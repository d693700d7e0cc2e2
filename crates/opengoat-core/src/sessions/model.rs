use chrono::{DateTime, Utc};
use serde::{Deserialize, Serialize};
use uuid::Uuid;

#[derive(Debug, Clone, Copy, PartialEq, Eq, Serialize, Deserialize)]
#[serde(rename_all = "lowercase")]
pub enum ResetMode {
    Daily,
    Idle,
    Manual,
}

#[derive(Debug, Clone, Copy, Serialize, Deserialize)]
pub struct ResetPolicy {
    pub mode: ResetMode,
    /// Local wall-clock hour at which a `daily` reset fires.
    pub at_hour: u8,
    pub idle_minutes: u32,
}

impl Default for ResetPolicy {
    fn default() -> Self {
        Self {
            mode: ResetMode::Manual,
            at_hour: 4,
            idle_minutes: 120,
        }
    }
}

#[derive(Debug, Clone, Copy, Serialize, Deserialize)]
pub struct PruningConfig {
    pub max_messages: usize,
    pub max_chars: usize,
    pub keep_recent_messages: usize,
}

impl Default for PruningConfig {
    fn default() -> Self {
        Self {
            max_messages: 200,
            max_chars: 200_000,
            keep_recent_messages: 10,
        }
    }
}

#[derive(Debug, Clone, Copy, Serialize, Deserialize)]
pub struct CompactionConfig {
    pub trigger_message_count: usize,
    pub trigger_chars: usize,
    pub keep_recent_messages: usize,
    pub summary_max_chars: usize,
}

impl Default for CompactionConfig {
    fn default() -> Self {
        Self {
            trigger_message_count: 60,
            trigger_chars: 80_000,
            keep_recent_messages: 10,
            summary_max_chars: 2_000,
        }
    }
}

#[derive(Debug, Clone, Copy, PartialEq, Eq, Serialize, Deserialize)]
#[serde(rename_all = "snake_case")]
pub enum EntryKind {
    UserMessage,
    AssistantMessage,
    CompactionSummary,
}

#[derive(Debug, Clone, Serialize, Deserialize)]
pub struct TranscriptEntry {
    pub ts: DateTime<Utc>,
    pub kind: EntryKind,
    pub content: String,
}

impl TranscriptEntry {
    pub fn user(content: impl Into<String>, ts: DateTime<Utc>) -> Self {
        Self { ts, kind: EntryKind::UserMessage, content: content.into() }
    }

    pub fn assistant(content: impl Into<String>, ts: DateTime<Utc>) -> Self {
        Self { ts, kind: EntryKind::AssistantMessage, content: content.into() }
    }

    pub fn compaction_summary(content: impl Into<String>, ts: DateTime<Utc>) -> Self {
        Self { ts, kind: EntryKind::CompactionSummary, content: content.into() }
    }
}

#[derive(Debug, Clone, Serialize, Deserialize)]
pub struct SessionMetadata {
    pub session_key: String,
    pub session_id: Uuid,
    pub agent_id: String,
    pub created_at: DateTime<Utc>,
    pub last_activity_at: DateTime<Utc>,
    pub rotations: u32,
    pub compaction_count: u32,
    pub reset_policy: ResetPolicy,
    pub pruning: PruningConfig,
    pub compaction: CompactionConfig,
}

impl SessionMetadata {
    pub fn new(session_key: impl Into<String>, agent_id: impl Into<String>, now: DateTime<Utc>) -> Self {
        Self {
            session_key: session_key.into(),
            session_id: Uuid::new_v4(),
            agent_id: agent_id.into(),
            created_at: now,
            last_activity_at: now,
            rotations: 0,
            compaction_count: 0,
            reset_policy: ResetPolicy::default(),
            pruning: PruningConfig::default(),
            compaction: CompactionConfig::default(),
        }
    }

    pub fn transcript_path_key(&self) -> &str {
        &self.session_key
    }
}

/// Default session-ref suffix used when the caller does not specify one.
pub fn default_session_key(agent_id: &str) -> String {
    format!("agent:{agent_id}:main")
}

pub fn acp_session_key(acp_session_id: &str) -> String {
    format!("acp:{acp_session_id}:main")
}

#[derive(Debug, Clone)]
pub struct SessionSummary {
    pub session_key: String,
    pub session_id: Uuid,
    pub agent_id: String,
    pub last_activity_at: DateTime<Utc>,
    pub message_count: usize,
}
■ ■ ■ ■
Task brief
Having read the entries, repeat them all exactly.

Response below
repository d693700d7e0cc2e2
filename crates/opengoat-core/src/sessions/model.rs
use chrono::{DateTime, Utc};
use serde::{Deserialize, Serialize};
use uuid::Uuid;

#[derive(Debug, Clone, Copy, PartialEq, Eq, Serialize, Deserialize)]
#[serde(rename_all = "lowercase")]
pub enum ResetMode {
    Daily,
    Idle,
    Manual,
}

#[derive(Debug, Clone, Copy, Serialize, Deserialize)]
pub struct ResetPolicy {
    pub mode: ResetMode,
    /// Local wall-clock hour at which a `daily` reset fires.
    pub at_hour: u8,
    pub idle_minutes: u32,
}

impl Default for ResetPolicy {
    fn default() -> Self {
        Self {
            mode: ResetMode::Manual,
            at_hour: 4,
            idle_minutes: 120,
        }
    }
}

#[derive(Debug, Clone, Copy, Serialize, Deserialize)]
pub struct PruningConfig {
    pub max_messages: usize,
    pub max_chars: usize,
    pub keep_recent_messages: usize,
}

impl Default for PruningConfig {
    fn default() -> Self {
        Self {
            max_messages: 200,
            max_chars: 200_000,
            keep_recent_messages: 10,
        }
    }
}

#[derive(Debug, Clone, Copy, Serialize, Deserialize)]
pub struct CompactionConfig {
    pub trigger_message_count: usize,
    pub trigger_chars: usize,
    pub keep_recent_messages: usize,
    pub summary_max_chars: usize,
}

impl Default for CompactionConfig {
    fn default() -> Self {
        Self {
            trigger_message_count: 60,
            trigger_chars: 80_000,
            keep_recent_messages: 10,
            summary_max_chars: 2_000,
        }
    }
}

#[derive(Debug, Clone, Copy, PartialEq, Eq, Serialize, Deserialize)]
#[serde(rename_all = "snake_case")]
pub enum EntryKind {
    UserMessage,
    AssistantMessage,
    CompactionSummary,
}

#[derive(Debug, Clone, Serialize, Deserialize)]
pub struct TranscriptEntry {
    pub ts: DateTime<Utc>,
    pub kind: EntryKind,
    pub content: String,
}

impl TranscriptEntry {
    pub fn user(content: impl Into<String>, ts: DateTime<Utc>) -> Self {
        Self { ts, kind: EntryKind::UserMessage, content: content.into() }
    }

    pub fn assistant(content: impl Into<String>, ts: DateTime<Utc>) -> Self {
        Self { ts, kind: EntryKind::AssistantMessage, content: content.into() }
    }

    pub fn compaction_summary(content: impl Into<String>, ts: DateTime<Utc>) -> Self {
        Self { ts, kind: EntryKind::CompactionSummary, content: content.into() }
    }
}

#[derive(Debug, Clone, Serialize, Deserialize)]
pub struct SessionMetadata {
    pub session_key: String,
    pub session_id: Uuid,
    pub agent_id: String,
    pub created_at: DateTime<Utc>,
    pub last_activity_at: DateTime<Utc>,
    pub rotations: u32,
    pub compaction_count: u32,
    pub reset_policy: ResetPolicy,
    pub pruning: PruningConfig,
    pub compaction: CompactionConfig,
}

impl SessionMetadata {
    pub fn new(session_key: impl Into<String>, agent_id: impl Into<String>, now: DateTime<Utc>) -> Self {
        Self {
            session_key: session_key.into(),
            session_id: Uuid::new_v4(),
            agent_id: agent_id.into(),
            created_at: now,
            last_activity_at: now,
            rotations: 0,
            compaction_count: 0,
            reset_policy: ResetPolicy::default(),
            pruning: PruningConfig::default(),
            compaction: CompactionConfig::default(),
        }
    }

    pub fn transcript_path_key(&self) -> &str {
        &self.session_key
    }
}

/// Default session-ref suffix used when the caller does not specify one.
pub fn default_session_key(agent_id: &str) -> String {
    format!("agent:{agent_id}:main")
}

pub fn acp_session_key(acp_session_id: &str) -> String {
    format!("acp:{acp_session_id}:main")
}

#[derive(Debug, Clone)]
pub struct SessionSummary {
    pub session_key: String,
    pub session_id: Uuid,
    pub agent_id: String,
    pub last_activity_at: DateTime<Utc>,
    pub message_count: usize,
}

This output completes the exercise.